Joy Johnson calls on City Council to adopt an ordinance establishing a Human Rights Commission in Charlottesville at a public meeting last Monday. Photo: Graelyn Brashear Joy Johnson calls on City Council to adopt an ordinance establishing a Human Rights Commission in Charlottesville at a public meeting last Monday. Photo: Graelyn Brashear

After two years of study and debate, Charlottesville has a blueprint for a Human Rights Commission. The City Council voted 3-1 last Monday to adopt an anti-discrimination ordinance and an agency to enforce it.

For months, the discussion over what to do with recommendations to form a commission—first from the Dialogue on Race, and later from a task force that spent 10 months researching need and options—centered on the issue of enforcement powers. Many of the strongest supporters of a local commission said giving the body the ability not just to educate, but also to investigate and attempt to right wrongs was crucial to its relevance and success. Opponents were wary of creating an appointed, “quasi-judicial” system, and said an enforcement element would drive costs up.

What was passed last week was touted as a compromise by Dave Norris and Kristin Szakos, its architects on Council, but the enforcement camp came away calling it a victory—or, at least, the start of one.

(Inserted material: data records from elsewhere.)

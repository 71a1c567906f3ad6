//! Fuzz target for network message deserialization.
//!
//! This target tests that arbitrary bytes cannot crash the message deserializer.
//! A datagram that does decode is unpacked the way the protocol would: every
//! reliable and unreliable payload and any scene-entry batch go through the
//! wire decoder as well.
//!
//! # Safety Properties Tested
//! - No panics on arbitrary input
//! - No unbounded memory allocation
//! - Graceful error handling for invalid data

#![no_main]

use libfuzzer_sys::fuzz_target;

use scene_sync::network::codec;
use scene_sync::network::messages::MessageBody;
use scene_sync::network::wire;
use scene_sync::Message;

fuzz_target!(|data: &[u8]| {
    let Ok(message) = codec::decode_message(data) else {
        return;
    };

    match &message.body {
        MessageBody::Updates(packet) => {
            for entry in &packet.reliable {
                let _ = wire::decode(&entry.bytes);
            }
            for bytes in &packet.unreliable {
                let _ = wire::decode(bytes);
            }
        },
        MessageBody::SceneStatus(status) => {
            let _ = wire::decode_batch(&status.batch);
        },
        MessageBody::Ack(_)
        | MessageBody::ControlAck(_)
        | MessageBody::HostTransfer { .. }
        | MessageBody::KeepAlive => {},
    }

    // Anything that decoded must encode again
    let reencoded = codec::encode_message(&message).expect("decoded message re-encodes");
    let again: Message = codec::decode_message(&reencoded).expect("re-encoded message decodes");
    assert_eq!(again, message);
});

“I think institutional change in communities like this comes slowly and incrementally, and I’m usually a cup-is-half-empty kind of guy,” said Walt Heinecke, who has been pushing for the creation of a commission since serving on the Dialogue on Race. “I’ve got to say, right now, I’m a cup-is-two-thirds-full kind of guy.”

According to the ordinance, the nine-member Charlottesville Human Rights Commission, headed by a full-time director, will act as a human rights watchdog and education group, reviewing city policy, making legislative recommendations, and conducting anti-discrimination workshops.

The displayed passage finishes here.